▶ _Work instructions_
Look below and pull out each line with the word "entries".

▶ _Record excerpts_

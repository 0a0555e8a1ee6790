//! Bounded HTTP client for the backend API.
//!
//! Every request goes through one [`reqwest::Client`] carrying the configured
//! timeout, so no call can hang past the bounded window — ingest, summarize,
//! qa, and health all behave the same way.
//!
//! # Error Contract
//!
//! | Failure | Error |
//! |---------|-------|
//! | non-2xx from `/ingest` | [`ClientError::Http`] |
//! | request exceeds the timeout | [`ClientError::Timeout`] |
//! | connection/transport failure | [`ClientError::Transport`] |
//! | undecodable response body | [`ClientError::Malformed`] |
//!
//! Non-2xx from `/summarize` and `/qa` is not an error here: the body is
//! decoded leniently and a shape mismatch comes back as a defaulted/empty
//! result, matching how the backend actually misbehaves. Only a body that is
//! not JSON at all is reported as [`ClientError::Malformed`].

use serde::de::DeserializeOwned;
use serde::Serialize;
use std::time::Duration;
use thiserror::Error;

use crate::config::Config;
use crate::models::{
    HealthResponse, IngestRequest, QaRequest, QaResponse, SummarizeRequest, SummaryResponse,
};

#[derive(Debug, Error)]
pub enum ClientError {
    #[error("{endpoint} failed: HTTP {status}")]
    Http { endpoint: &'static str, status: u16 },

    #[error("{endpoint} timed out after {timeout_secs}s")]
    Timeout {
        endpoint: &'static str,
        timeout_secs: u64,
    },

    #[error("{endpoint} request failed: {source}")]
    Transport {
        endpoint: &'static str,
        #[source]
        source: reqwest::Error,
    },

    #[error("{endpoint} returned a malformed body: {source}")]
    Malformed {
        endpoint: &'static str,
        #[source]
        source: reqwest::Error,
    },
}

pub struct ApiClient {
    http: reqwest::Client,
    base_url: String,
    timeout_secs: u64,
}

impl ApiClient {
    pub fn new(config: &Config) -> anyhow::Result<Self> {
        let timeout_secs = config.api.timeout_secs;
        let http = reqwest::Client::builder()
            .timeout(Duration::from_secs(timeout_secs))
            .build()?;
        Ok(Self {
            http,
            base_url: config.api.base_url.trim_end_matches('/').to_string(),
            timeout_secs,
        })
    }

    pub fn base_url(&self) -> &str {
        &self.base_url
    }

    /// Submit document chunks. The response body is not consumed; only the
    /// status matters.
    pub async fn ingest(&self, req: &IngestRequest) -> Result<(), ClientError> {
        let endpoint = "/ingest";
        let resp = self.post(endpoint, req).await?;
        let status = resp.status();
        if !status.is_success() {
            return Err(ClientError::Http {
                endpoint,
                status: status.as_u16(),
            });
        }
        Ok(())
    }

    pub async fn summarize(&self, req: &SummarizeRequest) -> Result<SummaryResponse, ClientError> {
        let endpoint = "/summarize";
        let resp = self.post(endpoint, req).await?;
        self.decode(endpoint, resp).await
    }

    pub async fn qa(&self, req: &QaRequest) -> Result<QaResponse, ClientError> {
        let endpoint = "/qa";
        let resp = self.post(endpoint, req).await?;
        self.decode(endpoint, resp).await
    }

    pub async fn health(&self) -> Result<HealthResponse, ClientError> {
        let endpoint = "/health";
        let resp = self
            .http
            .get(format!("{}{}", self.base_url, endpoint))
            .send()
            .await
            .map_err(|e| self.map_send_err(endpoint, e))?;
        self.decode(endpoint, resp).await
    }

    async fn post<T: Serialize>(
        &self,
        endpoint: &'static str,
        body: &T,
    ) -> Result<reqwest::Response, ClientError> {
        self.http
            .post(format!("{}{}", self.base_url, endpoint))
            .json(body)
            .send()
            .await
            .map_err(|e| self.map_send_err(endpoint, e))
    }

    /// Decode a JSON body regardless of HTTP status. Missing or extra fields
    /// collapse to defaults in the target type; non-JSON is malformed.
    async fn decode<T: DeserializeOwned>(
        &self,
        endpoint: &'static str,
        resp: reqwest::Response,
    ) -> Result<T, ClientError> {
        resp.json::<T>()
            .await
            .map_err(|e| self.map_body_err(endpoint, e))
    }

    fn map_send_err(&self, endpoint: &'static str, err: reqwest::Error) -> ClientError {
        if err.is_timeout() {
            ClientError::Timeout {
                endpoint,
                timeout_secs: self.timeout_secs,
            }
        } else {
            ClientError::Transport {
                endpoint,
                source: err,
            }
        }
    }

    fn map_body_err(&self, endpoint: &'static str, err: reqwest::Error) -> ClientError {
        if err.is_timeout() {
            ClientError::Timeout {
                endpoint,
                timeout_secs: self.timeout_secs,
            }
        } else {
            ClientError::Malformed {
                endpoint,
                source: err,
            }
        }
    }
}
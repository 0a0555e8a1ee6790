//! stdout rendering of summary results, QA answers, and the session history.

use chrono::{DateTime, Local};

use crate::bullets::section_bullets;
use crate::models::{HistoryEntry, QaResponse, SummaryResponse};

pub fn print_summary(resp: &SummaryResponse) {
    println!("--- Summary ---");
    if resp.sections.is_empty() {
        println!("(no sections)");
    }
    for section in &resp.sections {
        let title = if section.title.is_empty() {
            "(untitled)"
        } else {
            &section.title
        };
        println!("{}", title);
        for bullet in section_bullets(section) {
            println!("  - {}", bullet);
        }
        println!();
    }
    if let Some(meta) = &resp.meta {
        println!(
            "model: {} | tokens: {}+{} | latency: {}ms",
            meta.model, meta.prompt_tokens, meta.completion_tokens, meta.latency_ms
        );
    }
}

pub fn print_qa(resp: &QaResponse) {
    println!("--- Answer ---");
    println!("{}", resp.answer);
    if let Some(confidence) = resp.confidence {
        println!("confidence: {}", confidence);
    }
    if !resp.citations.is_empty() {
        println!();
        println!("--- Citations ({}) ---", resp.citations.len());
        for citation in &resp.citations {
            println!(
                "{} p.{} [{}..{}]",
                if citation.source.is_empty() {
                    "(unknown source)"
                } else {
                    &citation.source
                },
                citation.page,
                citation.span[0],
                citation.span[1]
            );
        }
    }
}

pub fn print_history(entries: &[HistoryEntry]) {
    println!("--- History ({}) ---", entries.len());
    for entry in entries {
        println!("{} • {}", format_ts_local(entry.ts), entry.kind);
        println!("  {}", entry.query);
    }
}

fn format_ts_local(ts: i64) -> String {
    DateTime::from_timestamp(ts, 0)
        .map(|dt| dt.with_timezone(&Local).format("%Y-%m-%d %H:%M:%S").to_string())
        .unwrap_or_else(|| ts.to_string())
}
use anyhow::{Context, Result};
use serde::Deserialize;
use std::path::Path;

#[derive(Debug, Deserialize, Clone, Default)]
pub struct Config {
    #[serde(default)]
    pub api: ApiConfig,
    #[serde(default)]
    pub session: SessionConfig,
}

#[derive(Debug, Deserialize, Clone)]
pub struct ApiConfig {
    /// Base URL of the backend, without a trailing path.
    #[serde(default = "default_base_url")]
    pub base_url: String,
    /// Bounded-call window applied to every request.
    #[serde(default = "default_timeout_secs")]
    pub timeout_secs: u64,
}

impl Default for ApiConfig {
    fn default() -> Self {
        Self {
            base_url: default_base_url(),
            timeout_secs: default_timeout_secs(),
        }
    }
}

fn default_base_url() -> String {
    "http://127.0.0.1:8080".to_string()
}
fn default_timeout_secs() -> u64 {
    20
}

#[derive(Debug, Deserialize, Clone)]
pub struct SessionConfig {
    #[serde(default = "default_history_limit")]
    pub history_limit: usize,
    #[serde(default = "default_top_k")]
    pub top_k: u32,
}

impl Default for SessionConfig {
    fn default() -> Self {
        Self {
            history_limit: default_history_limit(),
            top_k: default_top_k(),
        }
    }
}

fn default_history_limit() -> usize {
    50
}
fn default_top_k() -> u32 {
    5
}

impl Config {
    /// Default config pointed at a specific backend. Used by the `--api-url`
    /// override and by tests against an ephemeral mock server.
    pub fn with_base_url(base_url: &str) -> Self {
        let mut cfg = Config::default();
        cfg.api.base_url = base_url.to_string();
        cfg
    }
}

pub fn load_config(path: &Path) -> Result<Config> {
    let content = std::fs::read_to_string(path)
        .with_context(|| format!("Failed to read config file: {}", path.display()))?;

    let config: Config = toml::from_str(&content).with_context(|| "Failed to parse config file")?;

    validate(&config)?;
    Ok(config)
}

pub fn validate(config: &Config) -> Result<()> {
    if config.api.base_url.trim().is_empty() {
        anyhow::bail!("api.base_url must not be empty");
    }
    if config.api.timeout_secs == 0 {
        anyhow::bail!("api.timeout_secs must be > 0");
    }
    if config.session.history_limit < 1 {
        anyhow::bail!("session.history_limit must be >= 1");
    }
    if config.session.top_k < 1 {
        anyhow::bail!("session.top_k must be >= 1");
    }
    Ok(())
}

#[cfg(test)]
mod tests {
    use super::*;

    #[test]
    fn test_defaults() {
        let cfg = Config::default();
        assert_eq!(cfg.api.base_url, "http://127.0.0.1:8080");
        assert_eq!(cfg.api.timeout_secs, 20);
        assert_eq!(cfg.session.history_limit, 50);
        assert_eq!(cfg.session.top_k, 5);
    }

    #[test]
    fn test_partial_toml_fills_defaults() {
        let cfg: Config = toml::from_str("[api]\nbase_url = \"http://backend:9090\"\n").unwrap();
        assert_eq!(cfg.api.base_url, "http://backend:9090");
        assert_eq!(cfg.api.timeout_secs, 20);
        assert_eq!(cfg.session.history_limit, 50);
    }

    #[test]
    fn test_zero_timeout_rejected() {
        let cfg: Config = toml::from_str("[api]\ntimeout_secs = 0\n").unwrap();
        assert!(validate(&cfg).is_err());
    }

    #[test]
    fn test_empty_base_url_rejected() {
        let cfg: Config = toml::from_str("[api]\nbase_url = \"\"\n").unwrap();
        assert!(validate(&cfg).is_err());
    }
}
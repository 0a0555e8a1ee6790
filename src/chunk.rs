//! Blank-line paragraph chunker.
//!
//! Splits pasted text into paragraph-level chunks on runs of two or more
//! newlines. Each chunk is trimmed; whitespace-only chunks are dropped and
//! relative order is preserved. Single newlines inside a paragraph survive.

/// Split text into ingestion chunks on blank-line runs.
pub fn split_chunks(text: &str) -> Vec<String> {
    // Splitting on the two-newline separator and discarding empties is
    // equivalent to splitting on runs of >= 2 newlines: a chunk body can
    // never itself contain a blank line.
    text.split("\n\n")
        .map(str::trim)
        .filter(|s| !s.is_empty())
        .map(str::to_string)
        .collect()
}
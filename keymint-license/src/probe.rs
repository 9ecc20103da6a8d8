//! Detection probe interface.
//!
//! The keygen consumes `{installed version, edition}` from whatever probe
//! the caller wires in; the probing itself (registry lookups, known install
//! paths, PATH scanning) lives outside this crate. Probes must be read-only
//! and side-effect-free.

use crate::identity::Edition;
use serde::{Deserialize, Serialize};
use std::path::PathBuf;

/// What a probe found out about the installed target application.
#[derive(Debug, Clone, PartialEq, Eq, Serialize, Deserialize)]
pub struct DetectedInstall {
    /// Installed product version, when determinable.
    pub version: String,
    /// Detected edition.
    pub edition: Edition,
    /// Where the installation lives.
    pub install_path: PathBuf,
    /// Human-readable detection method, for diagnostics.
    pub method: String,
}

/// A read-only probe for an installed target application.
pub trait InstallProbe {
    /// Returns the detected installation, or `None` when the product was
    /// not found. Must not mutate any state.
    fn detect(&self) -> Option<DetectedInstall>;
}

▶ _Answer section_
pub fn print_history(entries: &[HistoryEntry]) {
    println!("--- History ({}) ---", entries.len());
    for entry in entries {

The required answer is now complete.